Nuevos ataques y una tregua inestable
En las últimas horas, Estados Unidos confirmó un nuevo bombardeo sobre instalaciones militares iraníes cerca de Bandar Abbas, el segundo en la semana. Irán respondió atacando una base aérea estadounidense y advirtió de represalias más contundentes, aunque con una retórica más contenida. La dinámica se mantiene en un equilibrio peligroso: ataques visibles para sostener la disuasión, pero limitados para evitar una guerra abierta. La tregua funciona más como un marco flexible que como un freno real.
Ormuz: el frente económico
Irán ha convertido el estrecho de Ormuz en su principal palanca de presión. Afirma ampliar su control militar sobre más de 22.000 km² en la zona, exigiendo coordinación para todo tránsito. Estados Unidos rechaza esta pretensión y mantiene su bloqueo a los puertos iraníes, mientras redirige buques y realiza operaciones de abordaje.Esta disputa marítima tiene un impacto inmediato en los precios del petróleo y la inflación global. Los mercados ya descuentan el riesgo: el Brent ha subido y las bolsas asiáticas han registrado caídas.

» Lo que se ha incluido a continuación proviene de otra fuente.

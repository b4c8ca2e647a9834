//! Field-type keyword dictionary and the canonical field vocabulary.
//!
//! Two static tables drive resolution:
//!
//! - **`FieldType`** keywords: a fixed, totally ordered dictionary used by the
//!   label extractor (is this line a label?) and by the keyword strategy
//!   (which canonical field does this label name?). The first type in
//!   [`FieldType::PRIORITY`] with a contained keyword wins.
//! - **`CanonicalField`** synonyms: the target vocabulary the semantic
//!   strategy embeds once and compares labels against.
//!
//! Both are process-wide and read-only after construction.

use serde::{Deserialize, Serialize};
use unicode_normalization::UnicodeNormalization;

use crate::config::ConfigError;

// ── FieldType ───────────────────────────────────────────────────────────

/// Coarse type tag of a form label.
#[derive(Debug, Clone, Copy, PartialEq, Eq, Hash, Serialize, Deserialize)]
#[serde(rename_all = "snake_case")]
pub enum FieldType {
    Emissions,
    Energy,
    Email,
    Phone,
    PostalCode,
    City,
    Date,
    Address,
    Name,
    Amount,
}

impl FieldType {
    /// Keyword match order. Earlier entries win when a label contains
    /// keywords of several types ("Energy emissions" is `Emissions`,
    /// "Email address" is `Email`).
    pub const PRIORITY: [FieldType; 10] = [
        FieldType::Emissions,
        FieldType::Energy,
        FieldType::Email,
        FieldType::Phone,
        FieldType::PostalCode,
        FieldType::City,
        FieldType::Date,
        FieldType::Address,
        FieldType::Name,
        FieldType::Amount,
    ];

    /// Lower-case keywords matched by substring containment.
    pub fn keywords(self) -> &'static [&'static str] {
        match self {
            Self::Emissions => &["emission", "co2", "carbon", "tco2e", "greenhouse"],
            Self::Energy => &["kwh", "kilowatt", "energy", "consumption", "electricity"],
            Self::Email => &["email", "e-mail", "mail"],
            Self::Phone => &["phone", "telephone", "tel", "mobile"],
            Self::PostalCode => &["postal", "zip", "postcode", "plz"],
            Self::City => &["city", "town", "location"],
            Self::Date => &["date", "dob", "birth"],
            Self::Address => &["address", "street"],
            Self::Name => &["name", "company", "organization", "organisation", "firm"],
            Self::Amount => &["amount", "total", "sum", "value", "price"],
        }
    }

    /// Identifier of the canonical field this type resolves to.
    pub fn canonical_id(self) -> &'static str {
        match self {
            Self::Emissions => "tco2e",
            Self::Energy => "kwh",
            Self::Email => "email",
            Self::Phone => "phone",
            Self::PostalCode => "postal_code",
            Self::City => "city",
            Self::Date => "date",
            Self::Address => "address",
            Self::Name => "name",
            Self::Amount => "amount",
        }
    }

    /// Classify a label by the first matching type in priority order.
    pub fn classify(label: &str) -> Option<FieldType> {
        let folded = fold(label);
        Self::PRIORITY
            .into_iter()
            .find(|ty| ty.keywords().iter().any(|kw| folded.contains(kw)))
    }

    /// Whether any keyword of any type occurs in the label.
    pub fn any_keyword(label: &str) -> bool {
        Self::classify(label).is_some()
    }
}

impl std::fmt::Display for FieldType {
    fn fmt(&self, f: &mut std::fmt::Formatter<'_>) -> std::fmt::Result {
        match self {
            Self::Emissions => write!(f, "emissions"),
            Self::Energy => write!(f, "energy"),
            Self::Email => write!(f, "email"),
            Self::Phone => write!(f, "phone"),
            Self::PostalCode => write!(f, "postal_code"),
            Self::City => write!(f, "city"),
            Self::Date => write!(f, "date"),
            Self::Address => write!(f, "address"),
            Self::Name => write!(f, "name"),
            Self::Amount => write!(f, "amount"),
        }
    }
}

/// Case-fold for keyword containment: NFKC, then lower case.
pub fn fold(text: &str) -> String {
    text.nfkc().collect::<String>().to_lowercase()
}

// ── CanonicalField ──────────────────────────────────────────────────────

/// A named target concept of the regulatory vocabulary.
#[derive(Debug, Clone, PartialEq, Serialize, Deserialize)]
pub struct CanonicalField {
    /// Context key this field resolves to.
    pub id: String,
    /// Ordered, duplicate-free surface forms.
    pub synonyms: Vec<String>,
}

impl CanonicalField {
    pub fn new(id: impl Into<String>, synonyms: &[&str]) -> Self {
        let mut field = Self {
            id: id.into(),
            synonyms: Vec::with_capacity(synonyms.len()),
        };
        for s in synonyms {
            field.push_synonym(s);
        }
        field
    }

    fn push_synonym(&mut self, synonym: &str) {
        let s = synonym.trim();
        if !s.is_empty() && !self.synonyms.iter().any(|x| x == s) {
            self.synonyms.push(s.to_string());
        }
    }
}

#[derive(Debug, Deserialize)]
struct VocabularyToml {
    #[serde(default)]
    fields: Vec<CanonicalField>,
}

/// The process-wide canonical vocabulary.
#[derive(Debug, Clone)]
pub struct Vocabulary {
    fields: Vec<CanonicalField>,
}

impl Vocabulary {
    /// The built-in vocabulary for data-protection, sustainability and
    /// AI-risk filings. Ids match the profile columns and slot names.
    pub fn builtin() -> Self {
        let fields = vec![
            CanonicalField::new(
                "name",
                &["company name", "organization name", "business name", "legal entity", "firm"],
            ),
            CanonicalField::new("address", &["street address", "registered office", "address"]),
            CanonicalField::new("city", &["city", "town", "municipality"]),
            CanonicalField::new("postal_code", &["postal code", "zip code", "postcode"]),
            CanonicalField::new("country", &["country", "country of registration"]),
            CanonicalField::new("email", &["email address", "e-mail", "contact email"]),
            CanonicalField::new("phone", &["phone number", "telephone", "mobile number"]),
            CanonicalField::new("iban", &["iban", "bank account"]),
            CanonicalField::new("business_type", &["business type", "sector", "industry"]),
            CanonicalField::new(
                "employee_count",
                &["number of employees", "headcount", "staff count"],
            ),
            CanonicalField::new("date", &["date", "reporting date", "date of submission"]),
            CanonicalField::new(
                "kwh",
                &["energy consumption", "electricity consumption", "kwh", "kilowatt hours"],
            ),
            CanonicalField::new(
                "tco2e",
                &["emissions", "co2 emissions", "carbon footprint", "greenhouse gas emissions"],
            ),
            CanonicalField::new("scope2_tco2e", &["scope 2 emissions", "indirect emissions"]),
            CanonicalField::new("scope3_tco2e", &["scope 3 emissions", "upstream emissions"]),
            CanonicalField::new("amount", &["amount", "total", "sum"]),
        ];
        Self { fields }
    }

    /// Build from explicit fields. Later duplicates of an id are merged into
    /// the first occurrence.
    pub fn from_fields(fields: impl IntoIterator<Item = CanonicalField>) -> Self {
        let mut out: Vec<CanonicalField> = Vec::new();
        for field in fields {
            match out.iter_mut().find(|f| f.id == field.id) {
                Some(existing) => {
                    for s in &field.synonyms {
                        existing.push_synonym(s);
                    }
                }
                None => out.push(CanonicalField::new(
                    field.id.clone(),
                    &field.synonyms.iter().map(String::as_str).collect::<Vec<_>>(),
                )),
            }
        }
        Self { fields: out }
    }

    /// Parse a `[[fields]]` TOML document.
    pub fn from_toml(text: &str) -> Result<Self, ConfigError> {
        let parsed: VocabularyToml = toml::from_str(text).map_err(|e| ConfigError::Parse {
            path: "(vocabulary)".into(),
            message: e.to_string(),
        })?;
        if parsed.fields.is_empty() {
            return Err(ConfigError::Invalid {
                key: "fields".into(),
                message: "vocabulary defines no fields".into(),
            });
        }
        Ok(Self::from_fields(parsed.fields))
    }

    pub fn fields(&self) -> &[CanonicalField] {
        &self.fields
    }

    pub fn get(&self, id: &str) -> Option<&CanonicalField> {
        self.fields.iter().find(|f| f.id == id)
    }

    pub fn len(&self) -> usize {
        self.fields.len()
    }

    pub fn is_empty(&self) -> bool {
        self.fields.is_empty()
    }
}

impl Default for Vocabulary {
    fn default() -> Self {
        Self::builtin()
    }
}

#[cfg(test)]
mod tests {
    use super::*;

    #[test]
    fn classify_follows_priority() {
        assert_eq!(FieldType::classify("Email Address"), Some(FieldType::Email));
        assert_eq!(FieldType::classify("Company Address"), Some(FieldType::Address));
        assert_eq!(FieldType::classify("Company Name:"), Some(FieldType::Name));
        assert_eq!(
            FieldType::classify("Energy Consumption (kWh):"),
            Some(FieldType::Energy)
        );
        assert_eq!(FieldType::classify("Energy-related CO2"), Some(FieldType::Emissions));
        assert_eq!(FieldType::classify("Total amount due"), Some(FieldType::Amount));
    }

    #[test]
    fn classify_is_case_insensitive() {
        assert_eq!(FieldType::classify("POSTAL CODE"), Some(FieldType::PostalCode));
        assert_eq!(FieldType::classify("date of BIRTH"), Some(FieldType::Date));
    }

    #[test]
    fn unrelated_text_has_no_type() {
        assert_eq!(FieldType::classify("random sentence."), None);
        assert_eq!(FieldType::classify("Miscellaneous remarks"), None);
    }

    #[test]
    fn every_type_maps_to_a_builtin_field() {
        let vocab = Vocabulary::builtin();
        for ty in FieldType::PRIORITY {
            assert!(vocab.get(ty.canonical_id()).is_some(), "{ty} has no field");
        }
    }

    #[test]
    fn synonyms_are_deduplicated() {
        let field = CanonicalField::new("x", &["a", "b", "a", "  ", "b "]);
        assert_eq!(field.synonyms, vec!["a", "b"]);
    }

    #[test]
    fn from_toml_merges_duplicate_ids() {
        let vocab = Vocabulary::from_toml(
            r#"
            [[fields]]
            id = "kwh"
            synonyms = ["energy use"]

            [[fields]]
            id = "kwh"
            synonyms = ["power draw", "energy use"]
            "#,
        )
        .unwrap();
        assert_eq!(vocab.len(), 1);
        assert_eq!(vocab.fields()[0].synonyms, vec!["energy use", "power draw"]);
    }

    #[test]
    fn empty_toml_vocabulary_rejected() {
        assert!(Vocabulary::from_toml("").is_err());
    }
}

Israel y el frente libanés
En paralelo, Israel ha intensificado su ofensiva contra Hezbolá en el sur de Líbano, con nuevos bombardeos y órdenes de evacuación. Esta escalada complica cualquier desescalada con Irán, ya que Hezbolá es uno de sus principales aliados. El primer ministro Benjamin Netanyahu parece utilizar este frente para presionar en las negociaciones.
Diplomacia abierta pero frágil
A pesar de los ataques, las conversaciones indirectas continúan con mediación de Pakistán y posibles roles de Omán. Trump ha pospuesto ataques a petición de países del Golfo, afirmando que hay “negociaciones importantes”. Sin embargo, cada incidente reduce el margen para concesiones.